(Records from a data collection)
BEGIN

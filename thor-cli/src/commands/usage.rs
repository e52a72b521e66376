//! Spend reports from the ledger

use anyhow::Result;
use clap::Args;
use comfy_table::Cell;
use serde_json::json;

use super::{open_ledger, table};
use crate::config::ConfigLoader;

#[derive(Args, Debug)]
pub struct UsageArgs {
    /// Print usage as JSON
    #[arg(long)]
    pub json: bool,
}

pub async fn run(args: UsageArgs) -> Result<()> {
    let config = ConfigLoader::load()?;
    let ledger = open_ledger(&config)?;
    let limit = config.budget.daily_limit;

    let daily = ledger.daily_snapshot().await?;
    let lifetime = ledger.lifetime().await;
    let per_model = ledger.model_usage().await;
    let remaining = ledger.budget_remaining(limit).await;

    if args.json {
        let output = json!({
            "daily": daily,
            "lifetime": lifetime,
            "models": per_model,
            "daily_limit": limit,
            "budget_remaining": remaining,
        });
        println!("{}", serde_json::to_string_pretty(&output)?);
        return Ok(());
    }

    println!(
        "Today ({}): ${:.4} across {} requests, ${:.4} of ${:.2} left",
        daily.date, daily.cost, daily.request_count, remaining, limit
    );
    println!(
        "Lifetime: ${:.4} across {} requests",
        lifetime.cost, lifetime.request_count
    );

    if per_model.is_empty() {
        println!("No model usage recorded yet.");
        return Ok(());
    }

    let mut models = table(&["Model", "Requests", "Cost"]);
    for (model, totals) in &per_model {
        models.add_row(vec![
            Cell::new(model),
            Cell::new(totals.request_count),
            Cell::new(format!("${:.4}", totals.cost)),
        ]);
    }
    println!("{models}");
    Ok(())
}
//! SQLite-backed ledger store

use std::path::Path;
use std::sync::{Mutex, MutexGuard};

use chrono::{DateTime, NaiveDate, Utc};
use rusqlite::{Connection, OptionalExtension, params};

use super::error::LedgerError;
use super::migrations::Migrator;
use super::store::{LedgerStore, UsageSummary};
use super::types::{
    Artifact, ConversationMessage, DailyUsage, MessageFilter, MessageRole, UsageRecord,
};

/// Ledger store persisted to a single SQLite file
pub struct SqliteStore {
    conn: Mutex<Connection>,
}

impl SqliteStore {
    /// Open or create database at path
    pub fn open<P: AsRef<Path>>(path: P) -> Result<Self, LedgerError> {
        if let Some(parent) = path.as_ref().parent()
            && !parent.as_os_str().is_empty()
        {
            std::fs::create_dir_all(parent)?;
        }
        Self::init(Connection::open(path)?)
    }

    /// Open in-memory database (for testing)
    pub fn open_in_memory() -> Result<Self, LedgerError> {
        Self::init(Connection::open_in_memory()?)
    }

    fn init(conn: Connection) -> Result<Self, LedgerError> {
        Migrator::new(&conn).migrate()?;
        Ok(Self {
            conn: Mutex::new(conn),
        })
    }

    fn conn(&self) -> Result<MutexGuard<'_, Connection>, LedgerError> {
        self.conn.lock().map_err(|_| LedgerError::Poisoned)
    }
}

fn to_millis(at: DateTime<Utc>) -> i64 {
    at.timestamp_millis()
}

fn from_millis(ms: i64) -> Result<DateTime<Utc>, LedgerError> {
    DateTime::from_timestamp_millis(ms)
        .ok_or_else(|| LedgerError::Corrupt(format!("timestamp out of range: {ms}")))
}

fn row_to_message(
    row: &rusqlite::Row,
) -> Result<(i64, String, String, String, i64), rusqlite::Error> {
    Ok((row.get(0)?, row.get(1)?, row.get(2)?, row.get(3)?, row.get(4)?))
}

fn write_daily(conn: &Connection, daily: &DailyUsage) -> Result<(), LedgerError> {
    conn.execute(
        "INSERT INTO daily_usage (id, date, cost, request_count) VALUES (1, ?1, ?2, ?3)
         ON CONFLICT(id) DO UPDATE SET date = excluded.date, cost = excluded.cost,
             request_count = excluded.request_count",
        params![
            daily.date.format("%Y-%m-%d").to_string(),
            daily.cost,
            daily.request_count as i64
        ],
    )?;
    Ok(())
}

impl LedgerStore for SqliteStore {
    fn append(&self, message: &ConversationMessage) -> Result<i64, LedgerError> {
        let conn = self.conn()?;
        conn.execute(
            "INSERT INTO messages (session_id, role, content, created_at) VALUES (?1, ?2, ?3, ?4)",
            params![
                message.session_id,
                message.role.as_str(),
                message.content,
                to_millis(message.created_at)
            ],
        )?;
        Ok(conn.last_insert_rowid())
    }

    fn query(&self, filter: &MessageFilter) -> Result<Vec<ConversationMessage>, LedgerError> {
        let conn = self.conn()?;
        // Newest first so LIMIT keeps the most recent rows; reversed below.
        let mut stmt = conn.prepare(
            "SELECT id, session_id, role, content, created_at FROM messages
             WHERE (?1 IS NULL OR session_id = ?1)
               AND (?2 IS NULL OR created_at >= ?2)
             ORDER BY id DESC
             LIMIT ?3",
        )?;
        let limit = filter.limit.map_or(-1, |n| n as i64);
        let rows = stmt
            .query_map(
                params![
                    filter.session_id,
                    filter.since.map(to_millis),
                    limit
                ],
                row_to_message,
            )?
            .collect::<Result<Vec<_>, _>>()?;

        let mut messages = rows
            .into_iter()
            .map(|(id, session_id, role, content, created_at)| {
                Ok(ConversationMessage {
                    id,
                    session_id,
                    role: MessageRole::parse(&role)
                        .ok_or_else(|| LedgerError::Corrupt(format!("unknown role: {role}")))?,
                    content,
                    created_at: from_millis(created_at)?,
                })
            })
            .collect::<Result<Vec<_>, LedgerError>>()?;
        messages.reverse();
        Ok(messages)
    }

    fn record_usage(&self, record: &UsageRecord, daily: &DailyUsage) -> Result<(), LedgerError> {
        let mut conn = self.conn()?;
        let tx = conn.transaction()?;
        tx.execute(
            "INSERT INTO usage (model, cost, recorded_at) VALUES (?1, ?2, ?3)",
            params![record.model, record.cost, to_millis(record.recorded_at)],
        )?;
        write_daily(&tx, daily)?;
        tx.commit()?;
        Ok(())
    }

    fn usage_summary(&self) -> Result<UsageSummary, LedgerError> {
        let conn = self.conn()?;
        let mut stmt =
            conn.prepare("SELECT model, SUM(cost), COUNT(*) FROM usage GROUP BY model ORDER BY model")?;
        let rows = stmt
            .query_map([], |row| {
                Ok((
                    row.get::<_, String>(0)?,
                    row.get::<_, f64>(1)?,
                    row.get::<_, i64>(2)?,
                ))
            })?
            .collect::<Result<Vec<_>, _>>()?;

        let mut summary = UsageSummary::default();
        for (model, cost, count) in rows {
            summary.lifetime.cost += cost;
            summary.lifetime.request_count += count as u64;
            let entry = summary.per_model.entry(model).or_default();
            entry.cost = cost;
            entry.request_count = count as u64;
        }
        Ok(summary)
    }

    fn load_daily(&self) -> Result<Option<DailyUsage>, LedgerError> {
        let conn = self.conn()?;
        let row = conn
            .query_row(
                "SELECT date, cost, request_count FROM daily_usage WHERE id = 1",
                [],
                |row| {
                    Ok((
                        row.get::<_, String>(0)?,
                        row.get::<_, f64>(1)?,
                        row.get::<_, i64>(2)?,
                    ))
                },
            )
            .optional()?;

        row.map(|(date, cost, count)| {
            let date = NaiveDate::parse_from_str(&date, "%Y-%m-%d")
                .map_err(|e| LedgerError::Corrupt(format!("daily date {date}: {e}")))?;
            Ok(DailyUsage {
                date,
                cost,
                request_count: count as u64,
            })
        })
        .transpose()
    }

    fn save_daily(&self, daily: &DailyUsage) -> Result<(), LedgerError> {
        write_daily(&*self.conn()?, daily)
    }

    fn save_artifact(&self, artifact: &Artifact) -> Result<(), LedgerError> {
        self.conn()?.execute(
            "INSERT INTO artifacts (name, content, category, created_at, updated_at, access_count)
             VALUES (?1, ?2, ?3, ?4, ?5, ?6)
             ON CONFLICT(name) DO UPDATE SET content = excluded.content,
                 category = excluded.category, updated_at = excluded.updated_at",
            params![
                artifact.name,
                artifact.content,
                artifact.category,
                to_millis(artifact.created_at),
                to_millis(artifact.updated_at),
                artifact.access_count as i64
            ],
        )?;
        Ok(())
    }

    fn load_artifact(&self, name: &str) -> Result<Option<Artifact>, LedgerError> {
        let conn = self.conn()?;
        let updated = conn.execute(
            "UPDATE artifacts SET access_count = access_count + 1 WHERE name = ?1",
            [name],
        )?;
        if updated == 0 {
            return Ok(None);
        }
        let (content, category, created_at, updated_at, access_count) = conn.query_row(
            "SELECT content, category, created_at, updated_at, access_count
             FROM artifacts WHERE name = ?1",
            [name],
            |row| {
                Ok((
                    row.get::<_, String>(0)?,
                    row.get::<_, String>(1)?,
                    row.get::<_, i64>(2)?,
                    row.get::<_, i64>(3)?,
                    row.get::<_, i64>(4)?,
                ))
            },
        )?;
        Ok(Some(Artifact {
            name: name.to_string(),
            content,
            category,
            created_at: from_millis(created_at)?,
            updated_at: from_millis(updated_at)?,
            access_count: access_count as u64,
        }))
    }
}

#[cfg(test)]
mod tests {
    use super::*;
    use chrono::{Duration, TimeZone};
    use tempfile::TempDir;

    fn at(minute: u32) -> DateTime<Utc> {
        Utc.with_ymd_and_hms(2026, 2, 10, 8, minute, 0).unwrap()
    }

    fn usage(model: &str, cost: f64) -> UsageRecord {
        UsageRecord {
            model: model.into(),
            cost,
            recorded_at: at(0),
        }
    }

    fn message(session: &str, role: MessageRole, content: &str, minute: u32) -> ConversationMessage {
        ConversationMessage {
            id: 0,
            session_id: session.into(),
            role,
            content: content.into(),
            created_at: at(minute),
        }
    }

    #[test]
    fn append_and_query_by_session() {
        let store = SqliteStore::open_in_memory().unwrap();
        store.append(&message("s1", MessageRole::User, "hello", 0)).unwrap();
        store.append(&message("s2", MessageRole::User, "other", 1)).unwrap();
        store
            .append(&message("s1", MessageRole::Assistant, "hi", 2))
            .unwrap();

        let got = store.query(&MessageFilter::session("s1")).unwrap();
        assert_eq!(got.len(), 2);
        assert_eq!(got[0].content, "hello");
        assert_eq!(got[1].role, MessageRole::Assistant);
        assert_eq!(got[1].created_at, at(2));
        assert!(got[0].id < got[1].id);
    }

    #[test]
    fn query_limit_returns_newest_oldest_first() {
        let store = SqliteStore::open_in_memory().unwrap();
        for i in 0..5 {
            store
                .append(&message("s", MessageRole::User, &i.to_string(), i))
                .unwrap();
        }
        let got = store.query(&MessageFilter::session("s").limit(3)).unwrap();
        let contents: Vec<_> = got.iter().map(|m| m.content.as_str()).collect();
        assert_eq!(contents, vec!["2", "3", "4"]);
    }

    #[test]
    fn query_since_across_sessions() {
        let store = SqliteStore::open_in_memory().unwrap();
        store.append(&message("a", MessageRole::User, "old", 0)).unwrap();
        store.append(&message("b", MessageRole::User, "new", 30)).unwrap();

        let got = store
            .query(&MessageFilter::default().since(at(0) + Duration::minutes(10)))
            .unwrap();
        assert_eq!(got.len(), 1);
        assert_eq!(got[0].session_id, "b");
    }

    #[test]
    fn usage_summary_aggregates() {
        let store = SqliteStore::open_in_memory().unwrap();
        let mut daily = DailyUsage::empty(at(0).date_naive());
        for (model, cost) in [("opus", 0.015), ("haiku", 0.001), ("opus", 0.03)] {
            daily.cost += cost;
            daily.request_count += 1;
            store.record_usage(&usage(model, cost), &daily).unwrap();
        }
        let summary = store.usage_summary().unwrap();
        assert_eq!(summary.lifetime.request_count, 3);
        assert!((summary.lifetime.cost - 0.046).abs() < 1e-9);
        assert_eq!(summary.per_model["opus"].request_count, 2);
        assert_eq!(store.load_daily().unwrap(), Some(daily));
    }

    #[test]
    fn failed_daily_write_rolls_back_usage_row() {
        let store = SqliteStore::open_in_memory().unwrap();
        store
            .conn()
            .unwrap()
            .execute_batch("DROP TABLE daily_usage")
            .unwrap();

        let daily = DailyUsage {
            date: at(0).date_naive(),
            cost: 0.5,
            request_count: 1,
        };
        assert!(store.record_usage(&usage("opus", 0.5), &daily).is_err());

        let summary = store.usage_summary().unwrap();
        assert_eq!(summary.lifetime.request_count, 0);
        assert!(summary.per_model.is_empty());
    }

    #[test]
    fn daily_snapshot_overwrites_single_row() {
        let store = SqliteStore::open_in_memory().unwrap();
        assert!(store.load_daily().unwrap().is_none());

        let day = NaiveDate::from_ymd_opt(2026, 2, 10).unwrap();
        store
            .save_daily(&DailyUsage {
                date: day,
                cost: 0.05,
                request_count: 3,
            })
            .unwrap();
        store.save_daily(&DailyUsage::empty(day.succ_opt().unwrap())).unwrap();

        let loaded = store.load_daily().unwrap().unwrap();
        assert_eq!(loaded, DailyUsage::empty(day.succ_opt().unwrap()));
    }

    #[test]
    fn artifacts_upsert_and_count_reads() {
        let store = SqliteStore::open_in_memory().unwrap();
        let artifact = Artifact {
            name: "design".into(),
            content: "v1".into(),
            category: "docs".into(),
            created_at: at(0),
            updated_at: at(0),
            access_count: 0,
        };
        store.save_artifact(&artifact).unwrap();
        assert_eq!(store.load_artifact("design").unwrap().unwrap().access_count, 1);

        store
            .save_artifact(&Artifact {
                content: "v2".into(),
                updated_at: at(5),
                ..artifact
            })
            .unwrap();
        let loaded = store.load_artifact("design").unwrap().unwrap();
        assert_eq!(loaded.content, "v2");
        assert_eq!(loaded.created_at, at(0));
        assert_eq!(loaded.updated_at, at(5));
        assert_eq!(loaded.access_count, 2);

        assert!(store.load_artifact("nope").unwrap().is_none());
    }

    #[test]
    fn data_survives_reopen() {
        let dir = TempDir::new().unwrap();
        let path = dir.path().join("nested").join("thor.db");
        {
            let store = SqliteStore::open(&path).unwrap();
            store.append(&message("s", MessageRole::User, "persist me", 0)).unwrap();
        }
        let store = SqliteStore::open(&path).unwrap();
        let got = store.query(&MessageFilter::session("s")).unwrap();
        assert_eq!(got[0].content, "persist me");
    }
}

END

## Instructions for the task
If a line in the records includes the string "DateTime", copy it.

## Solution to this exercise
use chrono::{DateTime, NaiveDate, Utc};
fn to_millis(at: DateTime<Utc>) -> i64 {
fn from_millis(ms: i64) -> Result<DateTime<Utc>, LedgerError> {
    DateTime::from_timestamp_millis(ms)
    fn at(minute: u32) -> DateTime<Utc> {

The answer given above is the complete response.